Food and Drug Administration investigators are looking into an unusual case where bottles of ketchup repackaged as a premium version of Pittsburgh-based H.J. Heinz Co.'s flagship product were found in a Dover, N.J., warehouse earlier this month.

The case has garnered attention in part because some bottles exploded, leaving a mess, according to the on-site report by the Star-Ledger newspaper. But for the company and federal officials, concerns raised by the situation touch on everything from food safety to trademark issues.

Heinz officials are actively involved in figuring out what happened. "Based on our preliminary investigation, it appears that the unauthorized operation purchased traditional Heinz ketchup and then illegally repackaged the product," said Michael Mullen, vice president of corporate and government affairs.

He said phony Heinz bottles and bottle caps were found at the scene.

There were also fake labels for the Simply Heinz version of ketchup that the company makes using real sugar.

As some consumers have begun trying to avoid the high fructose corn syrup used as a sweetener in many products, companies like Heinz have introduced versions of some products that use sugar instead. Typically those products cost more.

An FDA spokeswoman this week confirmed the agency is looking into what happened.

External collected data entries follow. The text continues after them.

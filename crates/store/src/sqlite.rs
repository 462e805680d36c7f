use async_trait::async_trait;
use chrono::{DateTime, Utc};
use dashmap::DashMap;
use sqlx::{
    SqlitePool,
    sqlite::{SqliteConnectOptions, SqlitePoolOptions},
};
use std::path::PathBuf;
use tickcorr_core::common::{Instrument, TimeWindow};
use tickcorr_core::market::entity::{Tick, TickSeries};
use tickcorr_core::store::error::StoreError;
use tickcorr_core::store::port::TickStore;
use tracing::debug;

/// TickStore 的 SQLite 实现，采用“一库一品种”策略。
///
/// # Summary
/// 为每个标的维护一个独立的 SQLite 数据库文件，以实现物理数据隔离。
///
/// # Invariants
/// * 数据库文件存储在指定的 `base_path` 目录下。
/// * 连接池被缓存以避免频繁的文件打开操作。
/// * 时间以 Unix 微秒整数存储，保证区间查询按数值比较。
pub struct SqliteTickStore {
    base_path: PathBuf,
    pools: DashMap<String, SqlitePool>,
}

impl SqliteTickStore {
    /// 创建新的 SqliteTickStore 实例。
    ///
    /// # Logic
    /// 1. 使用 `base_path` 下的 `ticks` 子目录。
    /// 2. 确保该目录存在。
    ///
    /// # Arguments
    /// * `base_path` - 数据根目录。
    ///
    /// # Returns
    /// * `Result<Self, StoreError>` - 存储实例或错误。
    pub fn new(base_path: impl Into<PathBuf>) -> Result<Self, StoreError> {
        let base_path = base_path.into().join("ticks");
        if !base_path.exists() {
            std::fs::create_dir_all(&base_path)?;
        }
        Ok(Self {
            base_path,
            pools: DashMap::new(),
        })
    }

    /// 获取或初始化特定标的的连接池。
    ///
    /// # Logic
    /// 1. 根据品种代码和交易场所生成文件名。
    /// 2. 配置 SQLite 连接选项，开启 `create_if_missing`。
    /// 3. 如果缓存中没有，则创建新连接池并运行初始化建表 SQL。
    async fn get_or_init_pool(&self, instrument: &Instrument) -> Result<SqlitePool, StoreError> {
        let venue = instrument.venue.as_deref().unwrap_or("UNKNOWN");
        let key = format!("{}_{}", instrument.symbol, venue);

        if let Some(pool) = self.pools.get(&key) {
            return Ok(pool.clone());
        }

        let db_path = self.base_path.join(format!("{}.db", key));

        let options = SqliteConnectOptions::new()
            .filename(db_path)
            .create_if_missing(true);

        let pool = SqlitePoolOptions::new()
            .connect_with(options)
            .await
            .map_err(|e| StoreError::Database(e.to_string()))?;

        sqlx::query(
            r#"
            CREATE TABLE IF NOT EXISTS ticks (
                time_us INTEGER NOT NULL,
                seq INTEGER NOT NULL,
                price REAL NOT NULL,
                label TEXT NOT NULL,
                PRIMARY KEY (time_us, seq)
            );
            "#,
        )
        .execute(&pool)
        .await
        .map_err(|e| StoreError::Database(e.to_string()))?;

        self.pools.insert(key, pool.clone());
        Ok(pool)
    }
}

#[async_trait]
impl TickStore for SqliteTickStore {
    /// # Summary
    /// 批量保存 tick 序列。
    ///
    /// # Logic
    /// 1. 获取标的连接池并开启事务。
    /// 2. `seq` 为同一微秒时间戳内的到达序号，行键 `(time_us, seq)` 只取决于 tick 本身，
    ///    执行 `INSERT OR REPLACE`。同一时刻的 tick 总是整体落入或落出时间窗，
    ///    因此重复保存或保存相互重叠的时间窗都不会产生重复行。
    /// 3. 提交事务。
    ///
    /// # Arguments
    /// * `series` - 待保存的序列。
    /// * `label` - 会话标签。
    ///
    /// # Returns
    /// * `Result<(), StoreError>`
    async fn save_ticks(&self, series: &TickSeries, label: &str) -> Result<(), StoreError> {
        let pool = self.get_or_init_pool(series.instrument()).await?;
        let mut tx = pool
            .begin()
            .await
            .map_err(|e| StoreError::Database(e.to_string()))?;

        let mut prev_us: Option<i64> = None;
        let mut seq: i64 = 0;
        for tick in series.ticks() {
            let time_us = tick.timestamp.timestamp_micros();
            seq = if prev_us == Some(time_us) { seq + 1 } else { 0 };
            prev_us = Some(time_us);

            sqlx::query(
                r#"
                INSERT OR REPLACE INTO ticks (time_us, seq, price, label)
                VALUES (?, ?, ?, ?)
                "#,
            )
            .bind(time_us)
            .bind(seq)
            .bind(tick.price)
            .bind(label)
            .execute(&mut *tx)
            .await
            .map_err(|e| StoreError::Database(e.to_string()))?;
        }

        tx.commit()
            .await
            .map_err(|e| StoreError::Database(e.to_string()))?;
        debug!("Saved {} ticks of {} to sqlite", series.len(), series.symbol());
        Ok(())
    }

    /// # Summary
    /// 加载时间窗内的 tick。
    ///
    /// # Logic
    /// 1. 获取标的连接池。
    /// 2. 按 `[from, to)` 查询并以 `(time_us, seq)` 排序。
    async fn load_ticks(
        &self,
        instrument: &Instrument,
        window: TimeWindow,
    ) -> Result<TickSeries, StoreError> {
        let pool = self.get_or_init_pool(instrument).await?;

        let records = sqlx::query_as::<_, (i64, f64)>(
            r#"
            SELECT time_us, price
            FROM ticks
            WHERE time_us >= ? AND time_us < ?
            ORDER BY time_us ASC, seq ASC
            "#,
        )
        .bind(window.from.timestamp_micros())
        .bind(window.to.timestamp_micros())
        .fetch_all(&pool)
        .await
        .map_err(|e| StoreError::Database(e.to_string()))?;

        let ticks = records
            .into_iter()
            .map(|(micros, price)| {
                DateTime::<Utc>::from_timestamp_micros(micros)
                    .map(|ts| Tick::new(ts, price))
                    .ok_or_else(|| StoreError::Parse(format!("Bad timestamp {}", micros)))
            })
            .collect::<Result<Vec<_>, _>>()?;

        TickSeries::new(instrument.clone(), ticks).map_err(|e| StoreError::Parse(e.to_string()))
    }
}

"FDA is currently engaged in an investigation of the issue, but would not be able to provide additional information, as the investigation is ongoing," said public affairs officer Pat El- Hinnawy.

The FDA takes seriously any potential adulteration of food products, said John G. Moore, an attorney with Venable LLP's Washington, D.C., office, who focuses his practice on issues involving the FDA as well as other agencies such as the U.S. Department of Agriculture and the Consumer Product Safety Commission.

Intentionally listing wrong ingredients would bring the agency's attention, as would handling a food product improperly. …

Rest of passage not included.